The Cabinet has approved an expanded staff structure consisting of 832 additional posts that were identified after an audit conducted by the Ministry of Finance and the Public Service for the University of Technology, Jamaica (UTech), as well as the operational pay plan that has been used by the institution since 1995.
However, the university is now in talks with the Ministry of Finance and the Public Service regarding the compensation review, Education Minister Fayval Williams disclosed on Tuesday.
Addressing the House of Representatives, Williams said that the long-standing issues for UTech have persisted over decades.
“I am extremely delighted that this Government has taken the steps necessary to regularise the staff structure, giving confidence and certainty to a situation that has been allowed to meander since 1995. There is still more work to be done, but this Government is committed to ensuring expanded access to tertiary education for our students,” Williams added.

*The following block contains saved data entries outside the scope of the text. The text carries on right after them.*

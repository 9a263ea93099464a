// Library root - Layered trend engine
pub mod application;
pub mod domain;
pub mod infrastructure;
pub mod presentation;

#[cfg(test)]
mod test_support;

She said the issue first arose when the Papine, St Andrew-based institution, then known as the College of Science and Technology (CAST), was granted university status in 1995.
With the passing of the University of Technology Jamaica Act, a number of requirements of the University Council of Jamaica, and some requests made by the Government, UTech made several upgrades to its programmes and structure, consistent with its mandate to support national development.
Adjustments in the staff structure would have also been the result of UTech’s response to the request of the Government at various times to introduce programmes to support national imperatives. This included the requests made in 1999 and supported by a Cabinet decision that mandated that the general training of health professionals be transferred from the Ministry of Health to the Ministry of Education with the management and implementation of the training programme to be undertaken by UTech, Jamaica, said Williams.
Subsequent to that decision in 2008, the training programme for registered nurses was also transferred to UTech. In 2014, the Ministry of Health transferred the remaining training programmes for midwifery (direct entry and post basic) and critical care and nurse anaesthetists programmes, thereby granting UTech, Jamaica, full responsibility for these training programmes.
Thereafter, under a memorandum of understanding between the Ministry of Health and Wellness, the Ministry of Education and Youth and UTech Jamaica, the university was engaged to complete the training of students already being trained by the health ministry and to engage new cohorts to prevent a gap in the supply of nurses to the workforce, Williams explained.
UTech responded to requests to support the training of dentists by taking responsibility for the Government of Jamaica’s dentistry and dental auxiliary programme, as well as the training of public health workers by taking responsibility for the West Indies School of Public Health.
“In both instances, UTech was not only asked to take responsibility for the programmes but to expand them to increase the number of persons available for deployment to the health sector,” Williams noted, adding that UTech has “distinguished itself as a dynamic higher education institution”.